Au Mouvement des caisses Desjardins (MCD), le coordonnateur des avantages sociaux relevant de la première vice-présidence en ressources humaines, Robert Desbiens, est à même de témoigner de l’accessibilité du produit.

Le 1er janvier, les employés ont automatiquement adhéré à un régime de base qui les couvre chacun pour 10 000 $ en cas de maladies graves. L'employeur défraie 80 % des coûts que M. Desbiens estime à 80 cents par employé par semaine (41,60 $ par an). Il en coûte donc 64 cents par semaine à l'employeur et 16 cents par semaine à l'employé (soit respectivement 33,28 $ et 8,32 $).

Un deuxième volet permet à l'employé de souscrire des montants additionnels à ses frais et en présentant des preuves d'assurabilité.

De plus, Desjardins maintient la protection à la retraite de l'employé, sur base collective et en fondant la tarification sur l'expérience à la fois des employés actifs et retraités.

Pour sa part, ACE INA a sondé ses propres clients pour connaître ce qui a motivé leurs choix.

Assuré depuis 2002 avec ACE INA, un groupe de 2000 employés dans le domaine de la technologie offre de l'assurance maladies graves facultative à ses employés depuis 2007. Les assurés se plaignaient que leur assurance invalidité longue durée ne les couvrait que dans 60 à 65% des cas. La compagnie a enregistré 10 réclamations depuis. Motif de sa décision : ajouter un facteur «wow» au régime. La compagnie a aussi réduit l'impact de ce choix sur son budget en réduisant d'autres garanties.

Une boîte d'avocats avec 1 000 employés a fait de même dans le but d'attirer de nouveaux employés. L'entreprise désirait pallier des lacunes dans l'admissibilité à l'invalidité de longue durée.

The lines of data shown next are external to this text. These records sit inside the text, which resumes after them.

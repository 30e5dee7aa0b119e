//! Mute flag of the default capture device.

use thiserror::Error;

#[cfg(windows)]
pub use self::endpoint::{ComApartment, DefaultCaptureDevice};

#[derive(Debug, Error)]
pub enum AudioError {
    #[error("no microphone is connected")]
    NoDevice,
    #[error("{0}")]
    Com(String),
}

/// Query and change the mute flag of the current default microphone.
///
/// The OS owns the flag. Implementations read it live on every call and do
/// not cache device handles, so a change of default device between calls is
/// picked up.
pub trait MicrophoneEndpoint {
    fn is_muted(&self) -> Result<bool, AudioError>;
    fn set_muted(&self, muted: bool) -> Result<(), AudioError>;
}

#[cfg(windows)]
mod endpoint {
    use std::marker::PhantomData;

    use tracing::{debug, warn};
    use windows::Win32::Foundation::ERROR_NOT_FOUND;
    use windows::Win32::Media::Audio::Endpoints::IAudioEndpointVolume;
    use windows::Win32::Media::Audio::{
        IMMDeviceEnumerator, MMDeviceEnumerator, eCapture, eConsole,
    };
    use windows::Win32::System::Com::{
        CLSCTX_ALL, COINIT_APARTMENTTHREADED, CoCreateInstance, CoInitializeEx, CoUninitialize,
    };

    use super::{AudioError, MicrophoneEndpoint};

    impl From<windows::core::Error> for AudioError {
        fn from(e: windows::core::Error) -> Self {
            AudioError::Com(e.message().to_string())
        }
    }

    /// Keeps COM initialised (single-threaded apartment) on the current thread.
    pub struct ComApartment {
        _not_send: PhantomData<*const ()>,
    }

    impl ComApartment {
        pub fn init() -> Result<Self, AudioError> {
            unsafe { CoInitializeEx(None, COINIT_APARTMENTTHREADED) }.ok()?;
            debug!("COM apartment initialised");
            Ok(Self {
                _not_send: PhantomData,
            })
        }
    }

    impl Drop for ComApartment {
        fn drop(&mut self) {
            unsafe { CoUninitialize() };
        }
    }

    /// The console-role default capture endpoint, resolved on every call.
    #[derive(Debug, Default, Clone, Copy)]
    pub struct DefaultCaptureDevice;

    impl DefaultCaptureDevice {
        fn endpoint_volume(&self) -> Result<IAudioEndpointVolume, AudioError> {
            unsafe {
                let enumerator: IMMDeviceEnumerator =
                    CoCreateInstance(&MMDeviceEnumerator, None, CLSCTX_ALL)?;
                let device = enumerator
                    .GetDefaultAudioEndpoint(eCapture, eConsole)
                    .map_err(|e| {
                        if e.code() == ERROR_NOT_FOUND.to_hresult() {
                            AudioError::NoDevice
                        } else {
                            AudioError::from(e)
                        }
                    })?;
                Ok(device.Activate::<IAudioEndpointVolume>(CLSCTX_ALL, None)?)
            }
        }
    }

    impl MicrophoneEndpoint for DefaultCaptureDevice {
        fn is_muted(&self) -> Result<bool, AudioError> {
            let volume = self.endpoint_volume()?;
            let muted = unsafe { volume.GetMute() }?;
            Ok(muted.into())
        }

        fn set_muted(&self, muted: bool) -> Result<(), AudioError> {
            let volume = self.endpoint_volume()?;
            unsafe { volume.SetMute(muted, std::ptr::null()) }.inspect_err(|e| {
                warn!(muted, error = %e, "SetMute failed");
            })?;
            Ok(())
        }
    }
}
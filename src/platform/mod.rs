//! Win32 side of the application: tray icon, hotkey window, settings dialog
//! and the UI-thread message loop.

mod hotkey_window;
mod settings_dialog;
mod tray;

pub use hotkey_window::MessageHotkeyWindow;
pub use tray::WindowsShell;

use anyhow::{Result, bail};
use crossbeam_channel::Receiver;
use tracing::info;
use windows::Win32::Foundation::GetLastError;
use windows::Win32::UI::WindowsAndMessaging::{
    DispatchMessageW, GetMessageW, MSG, TranslateMessage,
};

use crate::audio::MicrophoneEndpoint;
use crate::controller::{AppEvent, TrayController};

/// Pumps window messages until the tray window is destroyed.
///
/// Window procedures only enqueue [`AppEvent`]s; the queue is drained here
/// after every dispatched message so the controller is never re-entered.
pub fn run<M: MicrophoneEndpoint>(
    controller: &mut TrayController<WindowsShell, M>,
    events: &Receiver<AppEvent>,
) -> Result<()> {
    let mut msg = MSG::default();
    loop {
        drain(controller, events);
        if !controller.is_running() {
            break;
        }

        let status = unsafe { GetMessageW(&mut msg, None, 0, 0) };
        match status.0 {
            0 => break,
            -1 => {
                let error = unsafe { GetLastError() };
                bail!("GetMessageW failed: {}", windows::core::Error::from(error.to_hresult()));
            }
            _ => unsafe {
                let _ = TranslateMessage(&msg);
                DispatchMessageW(&msg);
            },
        }
    }

    drain(controller, events);
    info!("message loop finished");
    Ok(())
}

fn drain<M: MicrophoneEndpoint>(
    controller: &mut TrayController<WindowsShell, M>,
    events: &Receiver<AppEvent>,
) {
    while let Ok(event) = events.try_recv() {
        controller.handle(event);
    }
}
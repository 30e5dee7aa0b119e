//! User-visible failure classes.
//!
//! Each variant maps to exactly one localized message template; the template
//! is filled with [`AppError::detail`] and shown in a single modal dialog.

use thiserror::Error;

use crate::audio::AudioError;
use crate::config::ConfigError;
use crate::hotkey::{HotkeyBinding, HotkeyError};
use crate::i18n::{MessageKey, TranslationError};
use crate::icons::IconError;

#[derive(Debug, Error)]
pub enum AppError {
    #[error("failed to load configuration: {0}")]
    ConfigLoad(#[source] ConfigError),
    #[error("failed to save configuration: {0}")]
    ConfigSave(#[source] ConfigError),
    #[error("failed to load translations: {0}")]
    LangLoad(#[source] TranslationError),
    #[error("failed to load icons: {0}")]
    IconsLoad(#[source] IconError),
    #[error("failed to read microphone state: {0}")]
    MicStatus(#[source] AudioError),
    #[error("failed to toggle microphone: {0}")]
    ToggleMic(#[source] AudioError),
    #[error("failed to register hotkey {binding}: {source}")]
    HotkeyRegister {
        binding: HotkeyBinding,
        source: HotkeyError,
    },
}

impl AppError {
    /// Template used to present this failure.
    pub fn message_key(&self) -> MessageKey {
        match self {
            AppError::ConfigLoad(_) => MessageKey::ErrConfigLoad,
            AppError::ConfigSave(_) => MessageKey::ErrConfigSave,
            AppError::LangLoad(_) => MessageKey::ErrLangLoad,
            AppError::IconsLoad(_) => MessageKey::ErrIconsLoad,
            AppError::MicStatus(_) => MessageKey::ErrMicStatus,
            AppError::ToggleMic(_) => MessageKey::ErrToggleMic,
            AppError::HotkeyRegister { .. } => MessageKey::ErrHotkeyRegister,
        }
    }

    /// Text substituted into the template's `{0}`.
    pub fn detail(&self) -> String {
        match self {
            AppError::ConfigLoad(e) | AppError::ConfigSave(e) => e.to_string(),
            AppError::LangLoad(e) => e.to_string(),
            AppError::IconsLoad(e) => e.to_string(),
            AppError::MicStatus(e) | AppError::ToggleMic(e) => e.to_string(),
            AppError::HotkeyRegister { binding, .. } => binding.to_string(),
        }
    }
}

#[cfg(test)]
mod tests {
    use super::*;
    use crate::hotkey::{FunctionKey, Modifier};
    use std::io;

    #[test]
    fn test_message_keys() {
        let io_err = || ConfigError::Io(io::Error::other("disk"));
        assert_eq!(AppError::ConfigLoad(io_err()).message_key(), MessageKey::ErrConfigLoad);
        assert_eq!(AppError::ConfigSave(io_err()).message_key(), MessageKey::ErrConfigSave);
        assert_eq!(
            AppError::MicStatus(AudioError::NoDevice).message_key(),
            MessageKey::ErrMicStatus
        );
        assert_eq!(
            AppError::ToggleMic(AudioError::NoDevice).message_key(),
            MessageKey::ErrToggleMic
        );
    }

    #[test]
    fn test_detail_is_inner_message() {
        let err = AppError::ConfigSave(ConfigError::Io(io::Error::other("access denied")));
        assert_eq!(err.detail(), "access denied");
        assert!(err.to_string().contains("access denied"));
    }

    #[test]
    fn test_hotkey_detail_is_binding() {
        let err = AppError::HotkeyRegister {
            binding: HotkeyBinding::new(Modifier::Alt, FunctionKey::F4),
            source: HotkeyError::Rejected("taken".into()),
        };
        assert_eq!(err.message_key(), MessageKey::ErrHotkeyRegister);
        assert_eq!(err.detail(), "Alt+F4");
    }
}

Une firme pétrolière s'est dotée d'un régime obligatoire de 50 000 $ de couverture pour chaque cadre et 10 000 $ pour chaque employé. Elle considérait ce choix comme une valeur importante aux yeux de ses employés.

Pour d'autres, le choix est motivé par un incident. Une chaîne d'alimentation de 1 200 employés, assurée chez ACE INA, s'est dotée d'un régime de base couvrant chaque employé pour 10 000 $ après que la conjointe du patron eût contracté un cancer du sein.

Dans un article écrit en juin 2008 dans Benefits and Pensions Monitor, Eddy Levy cite les résultats d'une recherche menée par Chris Longo, médecin et professeur associé au DeGroote School of Business auprès de 282 patients atteints de cancer en Ontario. Des résultats éloquents. En effet, un patient sur cinq a révélé subir un lourd fardeau financier en raison de cette maladie, avec un coût oscillant entre 17 358 $ et 32 428 $ durant une période de 11 mois (la durée moyenne du traitement pour l'ensemble des participants).

Des courtiers constatent que le besoin est de mieux en mieux compris dans le marché. « Nous en vendons énormément au niveau collectif », soutient Pierre Saddik, de Saddik International Actuariat Conseil, une firme qui travaille en partenariat avec Les conseillers en avantages sociaux Sage, un cabinet basé à Québec.

Bien sûr, ce ne sont que de petits montants, de dix ou quinze mille dollars, observe-t-il. « Mais les conseillers ont compris. Pas nécessairement besoin d'une couverture de 100 000 $ en maladies graves. »

Pour lui, les avenues de croissance sont dans les services d'assistance, et pas seulement Best Doctors. Il pense à des entreprises qui négocient les soins aux meilleurs coûts avec divers hôpitaux. C'est le cas de la firme www.timelymedical.ca. « Grâce à ces firmes, il est maintenant possible de dénicher un pontage coronarien pour une fraction des 100 000 $ qu'il en coûtait avant », soutient M. Saddik.

Ces firmes arrivent à négocier des coûts avantageux en raison de leur volume. TimelyMedical offre en fait à ses clients d'accéder à un pontage coronarien pour 16 000 $ dans un délai de 48 heures. Même délai pour l'angioplastie, moyennant une somme de 12 500 $.

Selon un service similaire disponible sur le site www.wockhardthospitals.net, on peut obtenir un pontage coronarien pour 8500 $ US à Bangalore en Inde. Un double remplacement valvulaire sera accessible pour 14 000 $ US et l'angioplastie pour un coût entre 7 500 $ US et 8 500 $ US, toujours au même endroit.

Difficile de se passer d'une telle couverture, ajoute M. Saddik, quand on sait que le coût moyen d'un régime collectif pour maladies graves est de 6 $ du 1 000 $ de couverture. Selon lui, la gestion des soins de santé pavera la voie du succès pour l'assurance maladies graves en collectif.